Iron deficiency is widespread worldwide and shows significant impact on human health. The direct iron supplementation produced little effect because of the physicochemical properties and gastrointestinal stimulation of iron ions, and thus the biomolecules loaded iron delivery systems developed rapidly. Pickering emulsions (PEs) could be stabilized by colloidal particles and provide potentials for delivery of various bioactives effectively and simultaneously. Here, the feasibility of PEs stabilized with Fe3+ loaded colloid granules for iron delivery was explored.

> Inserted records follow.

use std::collections::HashSet;

/// Characters of post text used when neither id nor permalink is known.
pub const FINGERPRINT_CHARS: usize = 30;

/// Deduplication key of a post: id, else permalink, else a text fingerprint.
#[derive(Debug, Clone, PartialEq, Eq, Hash)]
pub enum IdentityKey {
    Id(String),
    Permalink(String),
    Fingerprint(String),
}

impl IdentityKey {
    pub fn resolve(id: Option<&str>, permalink: Option<&str>, text: &str) -> Self {
        match (id, permalink) {
            (Some(id), _) if !id.is_empty() => IdentityKey::Id(id.to_string()),
            (_, Some(link)) if !link.is_empty() => IdentityKey::Permalink(link.to_string()),
            _ => IdentityKey::Fingerprint(text.chars().take(FINGERPRINT_CHARS).collect()),
        }
    }
}

impl std::fmt::Display for IdentityKey {
    fn fmt(&self, f: &mut std::fmt::Formatter<'_>) -> std::fmt::Result {
        match self {
            IdentityKey::Id(id) => write!(f, "id:{}", id),
            IdentityKey::Permalink(link) => write!(f, "permalink:{}", link),
            IdentityKey::Fingerprint(text) => write!(f, "text:{}", text),
        }
    }
}

/// Keys already seen on the current recursion path.
///
/// Each recursive branch gets its own copy through [`VisitedSet::branch`], so
/// a post visited under one sibling never suppresses it under another.
#[derive(Debug, Clone, Default)]
pub struct VisitedSet {
    keys: HashSet<IdentityKey>,
}

impl VisitedSet {
    pub fn new() -> Self {
        Self::default()
    }

    pub fn contains(&self, key: &IdentityKey) -> bool {
        self.keys.contains(key)
    }

    /// Returns false when the key was already present.
    pub fn insert(&mut self, key: IdentityKey) -> bool {
        self.keys.insert(key)
    }

    pub fn branch(&self) -> Self {
        self.clone()
    }
}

The binary WPI-GAFe3+ (whey protein isolate/containing Fe3+ gum arabic) complexes with spherical (WGS) or fibrous (WGF) morphology were constructed by adjusting the reaction conditions of protein aggregation. Compared to GAFe3+, WGS and WGF exhibited better interfacial activity in terms of the lower interfacial tension and the competitive interfacial adsorption with the pre-adsorbed T-80 and sodium caseinate, and favorable physical stability on PEs, as well as the significant retardation of the pro-oxidant activity of lipids by Fe3+. WGS-PE exhibited more uniform droplets, lower droplets mobility, less variation of turbiscan stability index and lower content of lipids oxidation products than that of WGF-PE. This may be related to the spherical assembled structure and inside entrapped GAFe3+ of WGS that could adsorb onto the droplets interface tightly and neatly, accordingly increase the physical stability of PEs, but also prevent the leakage of iron ions, thus reducing the lipid oxidation. It is suggested that PEs would be a feasible and effective iron ions delivery platform, which would provide a reference for designing iron fortification in food.